[Stored items]
◇ ◇ ◇
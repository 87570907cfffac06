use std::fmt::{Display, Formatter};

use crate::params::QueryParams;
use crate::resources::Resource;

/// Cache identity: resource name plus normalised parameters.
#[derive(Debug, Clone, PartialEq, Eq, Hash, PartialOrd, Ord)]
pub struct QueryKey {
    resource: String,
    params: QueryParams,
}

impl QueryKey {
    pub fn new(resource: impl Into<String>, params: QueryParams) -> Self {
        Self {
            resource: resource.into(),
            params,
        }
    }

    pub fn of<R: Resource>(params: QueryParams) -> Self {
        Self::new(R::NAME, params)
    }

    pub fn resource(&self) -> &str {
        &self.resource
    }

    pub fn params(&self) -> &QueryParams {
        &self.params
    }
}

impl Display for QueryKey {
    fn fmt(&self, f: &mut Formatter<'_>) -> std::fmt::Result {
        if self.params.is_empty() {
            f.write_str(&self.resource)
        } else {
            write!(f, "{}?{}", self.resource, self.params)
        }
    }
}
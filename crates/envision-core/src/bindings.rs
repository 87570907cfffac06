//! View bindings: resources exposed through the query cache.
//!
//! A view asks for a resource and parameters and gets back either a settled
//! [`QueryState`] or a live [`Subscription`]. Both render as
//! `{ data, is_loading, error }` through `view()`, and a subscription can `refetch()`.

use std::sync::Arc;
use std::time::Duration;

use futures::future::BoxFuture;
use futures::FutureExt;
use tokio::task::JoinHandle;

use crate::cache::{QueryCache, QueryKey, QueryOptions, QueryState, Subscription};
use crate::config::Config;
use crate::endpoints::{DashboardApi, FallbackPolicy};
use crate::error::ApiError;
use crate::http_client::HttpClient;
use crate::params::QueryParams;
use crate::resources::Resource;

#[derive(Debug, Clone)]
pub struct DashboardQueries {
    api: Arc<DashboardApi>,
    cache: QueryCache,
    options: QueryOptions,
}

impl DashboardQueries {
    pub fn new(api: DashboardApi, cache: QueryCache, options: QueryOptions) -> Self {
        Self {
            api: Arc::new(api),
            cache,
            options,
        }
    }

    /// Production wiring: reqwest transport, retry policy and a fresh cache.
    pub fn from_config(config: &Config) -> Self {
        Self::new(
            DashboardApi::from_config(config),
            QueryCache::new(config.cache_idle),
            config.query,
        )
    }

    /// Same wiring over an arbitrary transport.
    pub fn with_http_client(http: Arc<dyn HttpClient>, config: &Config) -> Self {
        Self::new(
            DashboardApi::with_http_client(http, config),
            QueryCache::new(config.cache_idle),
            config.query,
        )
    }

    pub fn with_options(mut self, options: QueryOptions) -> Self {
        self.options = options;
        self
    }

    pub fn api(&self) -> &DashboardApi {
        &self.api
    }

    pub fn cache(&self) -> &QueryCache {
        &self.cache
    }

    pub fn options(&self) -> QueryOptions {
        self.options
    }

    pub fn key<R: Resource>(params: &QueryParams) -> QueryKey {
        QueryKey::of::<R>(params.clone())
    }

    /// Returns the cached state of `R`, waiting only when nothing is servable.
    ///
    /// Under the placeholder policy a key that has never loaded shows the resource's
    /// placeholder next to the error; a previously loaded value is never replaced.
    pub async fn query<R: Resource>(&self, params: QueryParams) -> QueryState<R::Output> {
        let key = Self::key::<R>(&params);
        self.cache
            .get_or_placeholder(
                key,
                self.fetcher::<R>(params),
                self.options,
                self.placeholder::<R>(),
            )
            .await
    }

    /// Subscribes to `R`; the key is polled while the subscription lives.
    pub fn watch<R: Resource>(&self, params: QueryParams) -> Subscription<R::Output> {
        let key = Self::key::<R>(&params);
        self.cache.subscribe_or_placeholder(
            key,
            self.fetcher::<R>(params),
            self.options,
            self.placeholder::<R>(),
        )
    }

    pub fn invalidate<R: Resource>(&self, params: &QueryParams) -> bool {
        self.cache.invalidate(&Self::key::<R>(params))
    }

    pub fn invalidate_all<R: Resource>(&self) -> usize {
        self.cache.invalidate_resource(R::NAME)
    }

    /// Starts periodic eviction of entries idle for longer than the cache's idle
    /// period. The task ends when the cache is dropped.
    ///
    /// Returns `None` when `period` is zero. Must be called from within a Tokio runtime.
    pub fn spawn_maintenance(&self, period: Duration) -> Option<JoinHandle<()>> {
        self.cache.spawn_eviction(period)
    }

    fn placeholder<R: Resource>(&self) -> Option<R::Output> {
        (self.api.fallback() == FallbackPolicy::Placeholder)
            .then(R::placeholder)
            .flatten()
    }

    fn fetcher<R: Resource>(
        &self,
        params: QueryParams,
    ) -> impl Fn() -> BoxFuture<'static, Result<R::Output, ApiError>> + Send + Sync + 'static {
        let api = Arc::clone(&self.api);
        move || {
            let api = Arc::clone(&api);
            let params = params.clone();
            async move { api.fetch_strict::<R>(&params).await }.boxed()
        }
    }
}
◇ ◇ ◇
WHAT YOU WILL DO
Which lines of the data contain the word "derive"? Copy each one.

ANSWER TO THIS TASK
#[derive(Debug, Clone, PartialEq, Eq, Hash, PartialOrd, Ord)]
#[derive(Debug, Clone)]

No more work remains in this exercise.